Nikki Cochrane, and her co-founder of Digital Mums, Kathryn Tyler, saw an opportunity to help small businesses develop their social media strategy whilst also solving another problem – the lack of flexible careers for mums. We caught up with Nikki to find out more about the ingenious business model that drives Digital Mums.
What did you both do before you set up Digital Mums?
I discovered my love of social media, digital and innovation at the most famous ad agency in the world, M&C Saatchi. I worked directly for the founders and their passion and make-it-happen approach to business rubbed off on me. I took my learnings, completed a degree in Psychology as a mature student and by chance, met my fabulous co-founder, Kathryn Tyler, on a yoga retreat. As well as a love of yoga, we shared the same beliefs, drive and desire to build a business with social impact at the heart of it.

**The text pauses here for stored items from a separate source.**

//! Types for modeling players.
//!
//! The [`Player`] aggregate is the root of almost everything in a tenant datastore: it owns its
//! username history, IP history, notes, punishments and pending notifications. Players are
//! created on first login and never deleted.

use std::collections::{BTreeMap, BTreeSet};

use chrono::{DateTime, Utc};
use serde::{Deserialize, Serialize};
use serde_json::Value as JsonValue;
use utoipa::ToSchema;
use uuid::Uuid;

use crate::punishments::Punishment;

/// A note on a player or punishment.
#[derive(Debug, Clone, Serialize, Deserialize, ToSchema)]
#[serde(rename_all = "camelCase")]
pub struct Note {
	/// The note text.
	pub text: String,

	/// Who wrote the note.
	pub issuer_name: String,

	/// When the note was written.
	#[serde(with = "chrono::serde::ts_milliseconds")]
	#[schema(value_type = i64)]
	pub date: DateTime<Utc>,
}

/// One entry of a player's username history.
#[derive(Debug, Clone, Serialize, Deserialize, ToSchema)]
#[serde(rename_all = "camelCase")]
pub struct UsernameRecord {
	/// The username.
	pub username: String,

	/// When the username was first seen.
	#[serde(with = "chrono::serde::ts_milliseconds")]
	#[schema(value_type = i64)]
	pub date: DateTime<Utc>,
}

/// What the IP information service knows about an address.
#[derive(Debug, Default, Clone, Serialize, Deserialize, ToSchema)]
#[serde(rename_all = "camelCase", default)]
pub struct IpInfo {
	/// The country the address is located in.
	pub country: Option<String>,

	/// The region the address is located in.
	pub region: Option<String>,

	/// The autonomous system announcing the address.
	pub asn: Option<String>,

	/// Whether the address is a known proxy or VPN exit.
	pub proxy: bool,

	/// Whether the address belongs to a hosting provider.
	pub hosting: bool,
}

/// One entry of a player's IP history.
#[derive(Debug, Clone, Serialize, Deserialize, ToSchema)]
#[serde(rename_all = "camelCase")]
pub struct IpEntry {
	/// The address.
	pub ip_address: String,

	/// The country the address is located in, if known.
	#[serde(default)]
	pub country: Option<String>,

	/// The region the address is located in, if known.
	#[serde(default)]
	pub region: Option<String>,

	/// The autonomous system announcing the address, if known.
	#[serde(default)]
	pub asn: Option<String>,

	/// Whether the address is a known proxy or VPN exit.
	#[serde(default)]
	pub proxy: bool,

	/// Whether the address belongs to a hosting provider.
	#[serde(default)]
	pub hosting: bool,

	/// When the player first logged in from this address.
	#[serde(with = "chrono::serde::ts_milliseconds")]
	#[schema(value_type = i64)]
	pub first_login: DateTime<Utc>,

	/// Every login from this address.
	#[serde(default, with = "crate::serde::timestamps")]
	#[schema(value_type = Vec<i64>)]
	pub logins: Vec<DateTime<Utc>>,
}

impl IpEntry {
	/// Creates a new entry for a first login from `ip_address`.
	pub fn new(ip_address: String, info: IpInfo, now: DateTime<Utc>) -> Self {
		Self {
			ip_address,
			country: info.country,
			region: info.region,
			asn: info.asn,
			proxy: info.proxy,
			hosting: info.hosting,
			first_login: now,
			logins: vec![now],
		}
	}

	/// The most recent login from this address.
	pub fn last_login(&self) -> DateTime<Utc> {
		self.logins
			.iter()
			.max()
			.copied()
			.unwrap_or(self.first_login)
	}
}

/// A notification queued for delivery to a player.
#[derive(Debug, Clone, Serialize, Deserialize, ToSchema)]
#[serde(rename_all = "camelCase")]
pub struct Notification {
	/// The notification's id.
	pub id: Uuid,

	/// The message shown to the player.
	pub message: String,

	/// What kind of notification this is (e.g. `appeal_update`).
	#[serde(rename = "type")]
	pub kind: String,

	/// When the notification was enqueued.
	#[serde(with = "chrono::serde::ts_milliseconds")]
	#[schema(value_type = i64)]
	pub timestamp: DateTime<Utc>,
}

impl Notification {
	/// Creates a new notification.
	pub fn new<K, M>(kind: K, message: M, now: DateTime<Utc>) -> Self
	where
		K: Into<String>,
		M: Into<String>,
	{
		Self {
			id: Uuid::new_v4(),
			message: message.into(),
			kind: kind.into(),
			timestamp: now,
		}
	}
}

/// A pending notification as stored on the player.
///
/// Very old documents stored plain strings; those are dropped on the first drain.
#[derive(Debug, Clone, Serialize, Deserialize, ToSchema)]
#[serde(untagged)]
pub enum NotificationEntry {
	/// A structured notification.
	Full(Notification),

	/// A legacy plain-string notification.
	Legacy(String),
}

impl NotificationEntry {
	/// Returns the structured notification, discarding legacy strings.
	pub fn into_full(self) -> Option<Notification> {
		match self {
			Self::Full(notification) => Some(notification),
			Self::Legacy(_) => None,
		}
	}
}

/// The well-known keys of a player's `data` map, plus a spill bag for everything else.
#[derive(Debug, Default, Clone, Serialize, Deserialize, ToSchema)]
#[serde(rename_all = "camelCase", default)]
pub struct PlayerData {
	/// When the player first joined.
	#[serde(with = "chrono::serde::ts_milliseconds_option", skip_serializing_if = "Option::is_none")]
	#[schema(value_type = Option<i64>)]
	pub first_join: Option<DateTime<Utc>>,

	/// When the player last connected.
	#[serde(with = "chrono::serde::ts_milliseconds_option", skip_serializing_if = "Option::is_none")]
	#[schema(value_type = Option<i64>)]
	pub last_connect: Option<DateTime<Utc>>,

	/// When the player last disconnected.
	#[serde(with = "chrono::serde::ts_milliseconds_option", skip_serializing_if = "Option::is_none")]
	#[schema(value_type = Option<i64>)]
	pub last_disconnect: Option<DateTime<Utc>>,

	/// When the player was last seen online by the sync protocol.
	#[serde(with = "chrono::serde::ts_milliseconds_option", skip_serializing_if = "Option::is_none")]
	#[schema(value_type = Option<i64>)]
	pub last_seen: Option<DateTime<Utc>>,

	/// The server the player last connected to.
	#[serde(skip_serializing_if = "Option::is_none")]
	pub last_server: Option<String>,

	/// Whether the player is currently online.
	pub is_online: bool,

	/// When the current session started, if the player is online.
	#[serde(with = "chrono::serde::ts_milliseconds_option", skip_serializing_if = "Option::is_none")]
	#[schema(value_type = Option<i64>)]
	pub current_session_start: Option<DateTime<Utc>>,

	/// Total playtime in milliseconds.
	pub total_playtime: i64,

	/// The hash of the player's last seen skin.
	#[serde(skip_serializing_if = "Option::is_none")]
	pub last_skin_hash: Option<String>,

	/// Accounts linked to this one by shared IP evidence. Symmetric by construction.
	#[serde(skip_serializing_if = "BTreeSet::is_empty")]
	pub linked_accounts: BTreeSet<Uuid>,

	/// When the linked account set last changed.
	#[serde(with = "chrono::serde::ts_milliseconds_option", skip_serializing_if = "Option::is_none")]
	#[schema(value_type = Option<i64>)]
	pub last_linked_account_update: Option<DateTime<Utc>>,

	/// Keys this core does not interpret.
	#[serde(flatten)]
	#[schema(value_type = Object)]
	pub rest: BTreeMap<String, JsonValue>,
}

/// A player aggregate.
#[derive(Debug, Clone, Serialize, Deserialize, ToSchema)]
#[serde(rename_all = "camelCase")]
pub struct Player {
	/// The player's Minecraft UUID.
	pub minecraft_uuid: Uuid,

	/// The player's username history, oldest first.
	#[serde(default)]
	pub usernames: Vec<UsernameRecord>,

	/// The player's IP history.
	///
	/// Old documents called this field `ipList`; reads accept both, writes always produce
	/// `ipAddresses`.
	#[serde(default, alias = "ipList")]
	pub ip_addresses: Vec<IpEntry>,

	/// Staff notes on the player.
	#[serde(default)]
	pub notes: Vec<Note>,

	/// The player's punishments, in creation order.
	#[serde(default)]
	pub punishments: Vec<Punishment>,

	/// Notifications awaiting delivery to the player.
	#[serde(default)]
	pub pending_notifications: Vec<NotificationEntry>,

	/// The player's key/value data.
	#[serde(default)]
	pub data: PlayerData,
}

impl Player {
	/// Creates a new player record for a first login.
	pub fn new(minecraft_uuid: Uuid, username: String, now: DateTime<Utc>) -> Self {
		Self {
			minecraft_uuid,
			usernames: vec![UsernameRecord {
				username,
				date: now,
			}],
			ip_addresses: Vec::new(),
			notes: Vec::new(),
			punishments: Vec::new(),
			pending_notifications: Vec::new(),
			data: PlayerData::default(),
		}
	}

	/// The player's current username (the most recently recorded one).
	pub fn current_username(&self) -> Option<&str> {
		self.usernames
			.last()
			.map(|record| record.username.as_str())
	}

	/// Whether the player has ever used `username` (case-insensitively).
	pub fn has_used_username(&self, username: &str) -> bool {
		self.usernames
			.iter()
			.any(|record| record.username.eq_ignore_ascii_case(username))
	}

	/// Looks up a punishment by id.
	pub fn punishment(&self, id: &str) -> Option<&Punishment> {
		self.punishments.iter().find(|punishment| punishment.id == *id)
	}

	/// Looks up a punishment by id, mutably.
	pub fn punishment_mut(&mut self, id: &str) -> Option<&mut Punishment> {
		self.punishments
			.iter_mut()
			.find(|punishment| punishment.id == *id)
	}

	/// Looks up the IP history entry for `ip_address`.
	pub fn ip_entry(&self, ip_address: &str) -> Option<&IpEntry> {
		self.ip_addresses
			.iter()
			.find(|entry| entry.ip_address == ip_address)
	}

	/// Looks up the IP history entry for `ip_address`, mutably.
	pub fn ip_entry_mut(&mut self, ip_address: &str) -> Option<&mut IpEntry> {
		self.ip_addresses
			.iter_mut()
			.find(|entry| entry.ip_address == ip_address)
	}

	/// Appends a notification to the pending queue.
	pub fn enqueue_notification(&mut self, notification: Notification) {
		self.pending_notifications
			.push(NotificationEntry::Full(notification));
	}

	/// Drains the pending notification queue.
	///
	/// Returns all structured notifications and clears the queue; legacy plain-string
	/// entries are dropped in the process.
	pub fn drain_notifications(&mut self) -> Vec<Notification> {
		std::mem::take(&mut self.pending_notifications)
			.into_iter()
			.filter_map(NotificationEntry::into_full)
			.collect()
	}

	/// Removes the notifications with the given ids from the pending queue.
	///
	/// Legacy plain-string entries cannot be addressed by id and are dropped wholesale, as
	/// part of the migration away from them.
	pub fn acknowledge_notifications(&mut self, ids: &BTreeSet<Uuid>) {
		self.pending_notifications.retain(|entry| match entry {
			NotificationEntry::Full(notification) => !ids.contains(&notification.id),
			NotificationEntry::Legacy(_) => false,
		});
	}
}

#[cfg(test)]
mod tests {
	use std::collections::BTreeSet;

	use chrono::{TimeZone, Utc};
	use serde_json::json;

	use super::{Notification, NotificationEntry, Player};

	fn player() -> Player {
		Player::new(
			uuid::Uuid::new_v4(),
			"steve".to_owned(),
			Utc.timestamp_millis_opt(1_700_000_000_000).unwrap(),
		)
	}

	#[test]
	fn drain_clears_the_queue_and_drops_legacy_strings() {
		let now = Utc.timestamp_millis_opt(1_700_000_000_000).unwrap();
		let mut player = player();

		player
			.pending_notifications
			.push(NotificationEntry::Legacy("you were muted".to_owned()));
		player.enqueue_notification(Notification::new("appeal_update", "appeal accepted", now));

		let drained = player.drain_notifications();

		assert_eq!(drained.len(), 1);
		assert_eq!(drained.first().map(|note| note.kind.as_str()), Some("appeal_update"));
		assert!(player.pending_notifications.is_empty());
	}

	#[test]
	fn acknowledging_a_subset_keeps_the_rest() {
		let now = Utc.timestamp_millis_opt(1_700_000_000_000).unwrap();
		let mut player = player();

		let first = Notification::new("warning", "first", now);
		let second = Notification::new("warning", "second", now);
		let first_id = first.id;

		player.enqueue_notification(first);
		player.enqueue_notification(second);

		player.acknowledge_notifications(&BTreeSet::from([first_id]));

		assert_eq!(player.pending_notifications.len(), 1);
	}

	#[test]
	fn legacy_ip_list_field_is_accepted_on_read() {
		let player = serde_json::from_value::<Player>(json!({
			"minecraftUuid": "c5b9b380-752a-4b9f-a2a4-0a9f2b6c1a11",
			"ipList": [{
				"ipAddress": "203.0.113.7",
				"firstLogin": 1_700_000_000_000_i64,
				"logins": [1_700_000_000_000_i64],
			}],
		}))
		.expect("legacy document parses");

		assert_eq!(player.ip_addresses.len(), 1);

		let out = serde_json::to_value(&player).expect("serializes");

		assert!(out.get("ipAddresses").is_some());
		assert!(out.get("ipList").is_none());
	}

	#[test]
	fn username_changes_are_detected_by_history_membership() {
		let mut player = player();

		assert!(player.has_used_username("STEVE"));
		assert!(!player.has_used_username("alex"));

		player.usernames.push(super::UsernameRecord {
			username: "alex".to_owned(),
			date: Utc.timestamp_millis_opt(1_700_000_100_000).unwrap(),
		});

		assert_eq!(player.current_username(), Some("alex"));
	}
}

Kathryn has worked with some of the most innovative schools around the world, including the Innovation Unit. One of the inspirational programmes Kathryn worked alongside was the Global Education Leaders Programme funded by the Gates Foundation, whose mission was to transform the way countries teach and students learn. In particular, Kathryn spent a lot of time alongside the team that worked on their REAL Projects programme. This is where she took inspiration for our innovative Digital Mums training.
How did you come to launch Digital Mums?
Our first venture together was our own social media agency, which we set up to support local businesses in Hackney – where we both live and where Digital Mums was born. We were overwhelmed with how many small businesses needed help to build and manage their social media presence. We knew we needed to take on more people and realised that mums would be the perfect solution.

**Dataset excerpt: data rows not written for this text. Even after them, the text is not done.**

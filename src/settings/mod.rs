//! Everything related to per-tenant settings and the punishment type registry.

use axum::routing::get;
use axum::Router;

use crate::State;

mod models;
pub use models::{
	Category, DurationEntry, DurationUnit, OffenseDurations, OffenseLevel, PunishmentTypeConfig,
	Settings, Severity, SeverityDurations, SeverityPoints, StatusThresholds, Thresholds,
};

mod registry;
pub use registry::{
	PunishmentKind, RegistryCache, TypeRegistry, FIRST_DYNAMIC_ORDINAL, ORDINAL_BLACKLIST,
	ORDINAL_KICK, ORDINAL_LINKED_BAN, ORDINAL_MANUAL_BAN, ORDINAL_MANUAL_MUTE,
	ORDINAL_SECURITY_BAN,
};

mod store;
pub mod handlers;

/// Returns an [`axum::Router`] for the settings routes on the Minecraft surface.
pub fn minecraft_router(state: State) -> Router {
	Router::new()
		.route("/punishment-types", get(handlers::punishment_types))
		.with_state(state)
}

Kathryn knew she could take her Innovation Unit learnings and insight to design a course that would teach mums everything they needed to know about social media management. Additionally, we both recognised that maternal unemployment and a lack of digital skills are a huge issue; discrimination forces 54,000 new mothers and pregnant women out of their jobs every year, while 12.6 million adults currently lack basic digital skills. Social media management offers mums a third way – family life and a career – it’s just a matter of teaching them the skills.
So we stopped working for clients and started training up mums in social media instead. Digital Mums was born in 2014 and our first course officially started in January 2015.

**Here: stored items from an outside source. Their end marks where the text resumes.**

//! Scenarios around punishment creation, acknowledgement and pardons.

use chrono::Duration;
use serde_json::json;
use uuid::Uuid;

use super::{at, seed_player, store, T0};
use crate::punishments::engine::{self, Acknowledgement, CreateDynamic, CreateManual};
use crate::settings::{OffenseLevel, Severity, TypeRegistry};
use crate::sync::selection;
use crate::time::Millis;
use crate::Result;

fn manual_ban(reason: &str) -> CreateManual {
	CreateManual {
		issuer_name: "steve".to_owned(),
		type_ordinal: 2,
		reason: reason.to_owned(),
		duration: Some(Millis(3_600_000)),
		evidence: None,
		alt_blocking: false,
		wipe_after_expiry: false,
		attached_ticket_ids: Vec::new(),
	}
}

#[tokio::test]
async fn ban_then_pardon_goes_inactive_immediately() -> Result<()> {
	let db = store().await;
	let registry = TypeRegistry::defaults();
	let target = Uuid::new_v4();

	seed_player(&db, target, "griefer", "203.0.113.7").await;

	let ban = engine::create_manual(&db, &registry, target, manual_ban("grief"), at(T0)).await?;

	assert_eq!(ban.reason(), Some("grief"));
	assert_eq!(ban.started, None);
	assert_eq!(ban.data.expires, None);

	// Acknowledgement starts the punishment and derives the expiry.
	let started = engine::acknowledge(
		&db,
		&registry,
		Acknowledgement {
			punishment_id: ban.id.clone(),
			player_uuid: target,
			executed_at: Some(at(T0)),
			success: true,
			error_message: None,
		},
		at(T0),
	)
	.await?;

	assert_eq!(started.started, Some(at(T0)));
	assert_eq!(started.data.expires, Some(at(T0) + Duration::hours(1)));

	// Ten seconds later the ban is pardoned.
	let pardon_time = at(T0) + Duration::seconds(10);
	let (_, pardoned) = engine::pardon_by_id(
		&db,
		&registry,
		&ban.id,
		None,
		"alex",
		Some("appealed in person".to_owned()),
		pardon_time,
	)
	.await?;

	assert!(!pardoned.effective_state(pardon_time).active);
	assert!(!pardoned.is_active(pardon_time + Duration::seconds(1)));

	// The login selection no longer carries the ban.
	let player = db.require_player(target).await?;
	let selected = selection::select_punishments(
		&player,
		&registry,
		pardon_time - Duration::minutes(5),
		pardon_time + Duration::seconds(1),
	);

	assert!(selected.is_empty());

	// A second pardon attempt conflicts.
	let second = engine::pardon_by_id(
		&db,
		&registry,
		&ban.id,
		None,
		"alex",
		None,
		pardon_time + Duration::seconds(2),
	)
	.await;

	assert!(second.is_err_and(|error| error.is_conflict()));

	Ok(())
}

#[tokio::test]
async fn mute_stacking_is_rejected() -> Result<()> {
	let db = store().await;
	let registry = TypeRegistry::defaults();
	let target = Uuid::new_v4();

	seed_player(&db, target, "spammer", "203.0.113.7").await;

	let mute = CreateManual {
		type_ordinal: 1,
		duration: Some(Millis::PERMANENT),
		..manual_ban("spam")
	};

	engine::create_manual(&db, &registry, target, mute.clone(), at(T0)).await?;

	// Even unstarted, the pending mute blocks a second one.
	let second = engine::create_manual(&db, &registry, target, mute, at(T0) + Duration::seconds(1))
		.await;

	assert!(second.is_err_and(|error| error.is_conflict()));

	Ok(())
}

#[tokio::test]
async fn dynamic_punishments_derive_duration_from_points() -> Result<()> {
	let db = store().await;
	let target = Uuid::new_v4();

	seed_player(&db, target, "toxic", "203.0.113.7").await;

	// Ordinal 10: Social, 2 points per regular offence, 2h at the medium tier.
	let chat_abuse = serde_json::from_value(json!({
		"ordinal": 10,
		"name": "Chat Abuse",
		"category": "Social",
		"points": { "low": 2, "regular": 4, "severe": 6 },
		"durations": {
			"low": {
				"first": { "value": 30, "unit": "minutes" },
				"medium": { "value": 1, "unit": "hours" },
				"habitual": { "value": 2, "unit": "hours" },
			},
			"regular": {
				"first": { "value": 1, "unit": "hours" },
				"medium": { "value": 2, "unit": "hours" },
				"habitual": { "value": 1, "unit": "days" },
			},
			"severe": {
				"first": { "value": 1, "unit": "days" },
				"medium": { "value": 3, "unit": "days" },
				"habitual": { "value": 1, "unit": "weeks" },
			},
		},
	}))
	.expect("valid type config");

	let registry = TypeRegistry::from_types([chat_abuse]);

	let request = CreateDynamic {
		issuer_name: "steve".to_owned(),
		type_ordinal: 10,
		reason: "slurs".to_owned(),
		severity: None,
		status: None,
		evidence: None,
		alt_blocking: false,
		wipe_after_expiry: false,
		attached_ticket_ids: Vec::new(),
	};

	// First offence: low tier, regular severity, one hour.
	let first = engine::create_dynamic(&db, &registry, target, request.clone(), at(T0)).await?;

	assert_eq!(first.data.severity, Some(Severity::Regular));
	assert_eq!(first.data.status, Some(OffenseLevel::Low));
	assert_eq!(first.data.duration, Some(Millis(3_600_000)));

	// Start it so it contributes its 4 points; the default social medium threshold is 4.
	engine::acknowledge(
		&db,
		&registry,
		Acknowledgement {
			punishment_id: first.id.clone(),
			player_uuid: target,
			executed_at: Some(at(T0)),
			success: true,
			error_message: None,
		},
		at(T0),
	)
	.await?;

	// Second offence: the player is now a medium-tier offender, so two hours.
	let second = engine::create_dynamic(
		&db,
		&registry,
		target,
		request,
		at(T0) + Duration::minutes(10),
	)
	.await?;

	assert_eq!(second.data.severity, Some(Severity::Regular));
	assert_eq!(second.data.status, Some(OffenseLevel::Medium));
	assert_eq!(second.data.duration, Some(Millis(7_200_000)));

	Ok(())
}

#[tokio::test]
async fn acknowledgements_are_idempotent() -> Result<()> {
	let db = store().await;
	let registry = TypeRegistry::defaults();
	let target = Uuid::new_v4();

	seed_player(&db, target, "griefer", "203.0.113.7").await;

	let ban = engine::create_manual(&db, &registry, target, manual_ban("grief"), at(T0)).await?;

	let ack = |executed_at, now| {
		engine::acknowledge(
			&db,
			&registry,
			Acknowledgement {
				punishment_id: ban.id.clone(),
				player_uuid: target,
				executed_at: Some(executed_at),
				success: true,
				error_message: None,
			},
			now,
		)
	};

	let first = ack(at(T0), at(T0)).await?;

	// A later repeat must not move `started` or the expiry.
	let second = ack(at(T0) + Duration::minutes(30), at(T0) + Duration::minutes(30)).await?;

	assert_eq!(second.started, first.started);
	assert_eq!(second.data.expires, first.data.expires);

	Ok(())
}

#[tokio::test]
async fn failed_executions_are_recorded_without_starting() -> Result<()> {
	let db = store().await;
	let registry = TypeRegistry::defaults();
	let target = Uuid::new_v4();

	seed_player(&db, target, "griefer", "203.0.113.7").await;

	let ban = engine::create_manual(&db, &registry, target, manual_ban("grief"), at(T0)).await?;

	let failed = engine::acknowledge(
		&db,
		&registry,
		Acknowledgement {
			punishment_id: ban.id.clone(),
			player_uuid: target,
			executed_at: None,
			success: false,
			error_message: Some("player not found".to_owned()),
		},
		at(T0),
	)
	.await?;

	assert_eq!(failed.started, None);
	assert_eq!(failed.data.execution_failed, Some(true));
	assert_eq!(failed.data.execution_error.as_deref(), Some("player not found"));

	Ok(())
}

#[tokio::test]
async fn username_change_voids_flagged_punishments() -> Result<()> {
	let db = store().await;
	let target = Uuid::new_v4();

	seed_player(&db, target, "badword123", "203.0.113.7").await;

	let name_ban = serde_json::from_value(json!({
		"ordinal": 20,
		"name": "Inappropriate Name",
		"category": "Administrative",
		"permanentUntilUsernameChange": true,
		"singleSeverityDurations": {
			"first": { "value": 1, "unit": "days", "type": "ban" },
			"medium": { "value": 1, "unit": "days", "type": "ban" },
			"habitual": { "value": 1, "unit": "days", "type": "ban" },
		},
	}))
	.expect("valid type config");

	let registry = TypeRegistry::from_types([name_ban]);

	let request = CreateDynamic {
		issuer_name: "steve".to_owned(),
		type_ordinal: 20,
		reason: "change your name".to_owned(),
		severity: None,
		status: None,
		evidence: None,
		alt_blocking: false,
		wipe_after_expiry: false,
		attached_ticket_ids: Vec::new(),
	};

	let punishment = engine::create_dynamic(&db, &registry, target, request, at(T0)).await?;

	engine::acknowledge(
		&db,
		&registry,
		Acknowledgement {
			punishment_id: punishment.id.clone(),
			player_uuid: target,
			executed_at: Some(at(T0)),
			success: true,
			error_message: None,
		},
		at(T0),
	)
	.await?;

	// Same name again: nothing happens.
	let untouched = engine::auto_unban_on_login(&db, &registry, target, false, false, at(T0))
		.await?;

	assert!(untouched.is_empty());

	// The rename voids the punishment.
	let voided = engine::auto_unban_on_login(
		&db,
		&registry,
		target,
		true,
		false,
		at(T0) + Duration::hours(1),
	)
	.await?;

	assert_eq!(voided, vec![punishment.id.clone()]);

	let player = db.require_player(target).await?;
	let stored = player.punishment(&punishment.id).expect("punishment exists");

	assert_eq!(stored.data.active, Some(false));
	assert!(stored.data.unbanned.is_some());
	assert!(!stored.is_active(at(T0) + Duration::hours(2)));

	Ok(())
}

Why is flexible working so important?
We’re not mums ourselves, which often surprises people given the focus of our business, but we both lost our fathers at a young age and saw our mums struggle to balance work and family life. We’re therefore deeply passionate about helping women find work that works around their families and are equally passionate about helping businesses to see the benefits that this way of working can bring. Through our own experience as a 100% flexible working company and through our work with hundreds of small businesses, we know that flexible working offers a fantastic solution for everyone involved.
And it’s not just us who think it. According to our recent #WorkThatWorks report which we launched with the Centre for Economics and Business Research, 68% of stay-at-home mums said they would go back to work if flexible working around childcare was an option, while 37% of working mums would work additional hours.